We will not be able to successfully commercialize our product candidates without establishing sales, marketing and market access capabilities internally or through collaborators.
We currently do not have a sales, marketing and market access staff. If and when any of our product candidates are commercialized, we may not be able to find suitable sales and marketing staff and collaborators for our product candidates. The outside collaborators we work with may not be adequate or successful and any collaborators could terminate or materially reduce the effort they direct to our products. The development of collaborations or an internal sales force and marketing, market access and sales capability will require significant capital, management resources and time. The cost of establishing such a sales force may exceed any potential product revenues and our marketing, market access and sales efforts may be unsuccessful. If we are unable to develop an internal marketing, market access and sales capability or if we are unable to enter into a marketing and sales arrangement with a third party on acceptable terms, we may be unable to successfully commercialize our product candidates.
We previously entered into the Antares License Agreement for TLANDO with respect to TRT in the U.S. We received notice from Antares on October 2, 2023 of Antares’ termination of the License Agreement which stated that the License Agreement will terminate effective January 31, 2024. As a result of the termination of the License Agreement, we do not anticipate recognizing any future material revenue from Antares. While we plan to seek a commercialization partner for TLANDO, there can be no guarantee that we will be able to enter into such a transaction on terms favorable to us or at all.
Risks Related to Our Dependence on Third Parties
We may enter into license agreements and/or collaborations with third parties for the development and commercialization of our drug candidates. If those collaborations, including are not successful, we may not be able to capitalize on the market potential of these drug candidates and may have to alter our development and commercialization plans for our products.
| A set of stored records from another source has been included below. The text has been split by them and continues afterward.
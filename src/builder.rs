//! Frontera con los colaboradores que generan artifacts.
//!
//! Un `ArtifactBuilder` obtiene y procesa los datos de una fuente externa y
//! entrega tablas al `ArtifactSink`. El sink valida cada tabla contra el
//! esquema declarado del dataset y la escribe de forma atómica en su ruta
//! final; el builder nunca toca el sistema de ficheros directamente.
use std::path::{Path, PathBuf};

use chrono::{DateTime, Utc};
use scicoda_core::{validate, DatasetDescriptor, StorageFormat, Table};
use scicoda_persistence::{encode_parquet, encode_records, write_atomic};
use serde::Serialize;

use crate::errors::{BoxError, ScicodaError};

pub trait ArtifactBuilder: Send + Sync {
    /// Dataset que produce este builder.
    fn name(&self) -> &str;
    fn build(&self, sink: &mut ArtifactSink<'_>) -> Result<(), BoxError>;
}

/// Adaptador de closure a `ArtifactBuilder`.
pub struct FnBuilder<F> {
    name: String,
    f: F,
}

impl<F> FnBuilder<F> {
    pub fn new(name: &str, f: F) -> Self
        where F: Fn(&mut ArtifactSink<'_>) -> Result<(), BoxError> + Send + Sync
    {
        Self { name: name.to_string(), f }
    }
}

impl<F> ArtifactBuilder for FnBuilder<F> where F: Fn(&mut ArtifactSink<'_>) -> Result<(), BoxError> + Send + Sync
{
    fn name(&self) -> &str {
        &self.name
    }

    fn build(&self, sink: &mut ArtifactSink<'_>) -> Result<(), BoxError> {
        (self.f)(sink)
    }
}

#[derive(Debug, Clone, PartialEq, Eq, Serialize)]
pub struct WrittenArtifact {
    pub sub_key: Option<String>,
    pub path: PathBuf,
    pub rows: usize,
    pub columns: Vec<String>,
    pub sha256: String,
}

#[derive(Debug, Clone, PartialEq, Eq, Serialize)]
pub struct BuildReport {
    pub dataset: String,
    pub artifacts: Vec<WrittenArtifact>,
    pub built_at: DateTime<Utc>,
}

impl BuildReport {
    pub fn total_rows(&self) -> usize {
        self.artifacts.iter().map(|a| a.rows).sum()
    }
}

/// Destino de escritura de un build.
pub struct ArtifactSink<'a> {
    descriptor: &'a DatasetDescriptor,
    data_dir: &'a Path,
    zstd_level: i32,
    written: Vec<WrittenArtifact>,
}

impl<'a> ArtifactSink<'a> {
    pub(crate) fn new(descriptor: &'a DatasetDescriptor, data_dir: &'a Path, zstd_level: i32) -> Self {
        Self { descriptor, data_dir, zstd_level, written: Vec::new() }
    }

    pub fn descriptor(&self) -> &DatasetDescriptor {
        self.descriptor
    }

    /// Valida y escribe la tabla del dataset (o de una de sus particiones).
    pub fn write(&mut self, sub_key: Option<&str>, table: Table) -> Result<&WrittenArtifact, ScicodaError> {
        let relative = self.descriptor
                           .relative_path(sub_key)
                           .map_err(|e| ScicodaError::from_descriptor("ArtifactSink::write", e))?;
        let schema = self.descriptor
                         .schema(sub_key)
                         .map_err(|e| ScicodaError::from_descriptor("ArtifactSink::write", e))?;
        let table = validate(table, schema)?;

        let path = self.data_dir.join(relative);
        let bytes = match self.descriptor.format() {
            StorageFormat::JsonRecords => encode_records(&table),
            StorageFormat::Parquet => encode_parquet(&table, self.zstd_level),
        }.map_err(ScicodaError::storage(&path))?;
        let file = write_atomic(&path, &bytes).map_err(ScicodaError::storage(&path))?;

        self.written.push(WrittenArtifact { sub_key: sub_key.map(str::to_string),
                                            path: file.path,
                                            rows: table.num_rows(),
                                            columns: table.column_names(),
                                            sha256: file.sha256 });
        let last = self.written.len() - 1;
        Ok(&self.written[last])
    }

    /// Atajo para datasets sin partición.
    pub fn write_table(&mut self, table: Table) -> Result<&WrittenArtifact, ScicodaError> {
        self.write(None, table)
    }

    pub fn written(&self) -> &[WrittenArtifact] {
        &self.written
    }

    pub(crate) fn into_report(self) -> BuildReport {
        BuildReport { dataset: self.descriptor.name().to_string(),
                      artifacts: self.written,
                      built_at: Utc::now() }
    }
}
//! Configuración central de la librería.
//! Carga variables de entorno (.env) una sola vez y expone una estructura
//! inmutable (`CONFIG`) con la ubicación de los artifacts.
use std::env;
use std::path::PathBuf;

use dotenvy::dotenv;
use once_cell::sync::Lazy;

/// Directorio `data/` del propio crate (donde viven los artifacts incluidos).
pub const DEFAULT_DATA_DIR: &str = concat!(env!("CARGO_MANIFEST_DIR"), "/data");

pub const DATA_DIR_VAR: &str = "SCICODA_DATA_DIR";
pub const ZSTD_LEVEL_VAR: &str = "SCICODA_ZSTD_LEVEL";

// Carga perezosa del archivo .env una sola vez.
static DOTENV_LOADED: Lazy<()> = Lazy::new(|| {
    let _ = dotenv(); // ignora error si no existe .env
});

/// Configuración global (extensible para más secciones).
#[derive(Debug, Clone)]
pub struct AppConfig {
    pub data: DataConfig,
}

/// Ubicación y parámetros de escritura de los artifacts.
#[derive(Debug, Clone, PartialEq, Eq)]
pub struct DataConfig {
    /// Raíz bajo la que se resuelven las rutas relativas de cada dataset.
    pub data_dir: PathBuf,
    /// Nivel ZSTD con el que se escriben los artifacts Parquet.
    pub zstd_level: i32,
}

impl DataConfig {
    pub fn from_env() -> Self {
        Lazy::force(&DOTENV_LOADED);
        let data_dir = env::var(DATA_DIR_VAR).ok()
                                             .filter(|v| !v.trim().is_empty())
                                             .map(PathBuf::from)
                                             .unwrap_or_else(|| PathBuf::from(DEFAULT_DATA_DIR));
        let zstd_level = env::var(ZSTD_LEVEL_VAR).ok()
                                                 .and_then(|v| v.parse().ok())
                                                 .unwrap_or(scicoda_persistence::DEFAULT_ZSTD_LEVEL);
        Self { data_dir, zstd_level }
    }

    pub fn with_data_dir(data_dir: impl Into<PathBuf>) -> Self {
        Self { data_dir: data_dir.into(), zstd_level: scicoda_persistence::DEFAULT_ZSTD_LEVEL }
    }
}

/// Instancia global perezosa de configuración, evaluada una sola vez.
pub static CONFIG: Lazy<AppConfig> = Lazy::new(|| AppConfig { data: DataConfig::from_env() });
Our drug development programs for our product candidates will require substantial additional cash to fund expenses. We have not yet established any collaborative arrangements relating to the development or commercialization of LPCN 1154, LPCN 2101, LPCN 1111, LPCN 1144, LPCN 1148, or LPCN 1107. We previously entered into the Antares License Agreement for TLANDO with respect to TRT in the U.S. We received notice from Antares on October 2, 2023 of Antares’ termination of the License Agreement which stated that the License Agreement will terminate effective January 31, 2024. As a result of the termination of the License Agreement, we do not anticipate recognizing any future material revenue from Antares. While we plan to seek a commercialization partner for TLANDO, there can be no guarantee that we will be able to enter into such a transaction on terms favorable to us or at all.
We intend to continue to develop our product candidates in the United States with or without a partner although our ability to advance these product candidates will depend on our capital resources and/or our ability to find a suitable partner to further develop our product candidates. We may also seek to enter into collaborative arrangements to develop and commercialize our product candidates outside the United States. We will face significant competition in seeking appropriate collaborators and these collaborations are complex and time-consuming to negotiate and document. We may not be able to negotiate collaborations on acceptable terms or in a timely manner, or at all. If that were to occur, we may have to curtail the development or delay commercialization of our product candidates in certain geographies, reduce the scope of our sales or marketing activities, reduce the scope of our development plans, or increase our expenditures and undertake development or commercialization activities at our own expense. If we elect to increase our expenditures to fund development or commercialization activities either inside or outside of the United States on our own, we may need to obtain additional capital, which may not be available to us on acceptable terms, or at all.
To the extent we have, and if we do enter into any further such arrangements with any third parties, we will likely have limited control over the amount and timing of resources that our partners dedicate to the development or commercialization of our product candidates. As a result, our ability to generate revenue from such arrangements will depend on the efforts of such third parties.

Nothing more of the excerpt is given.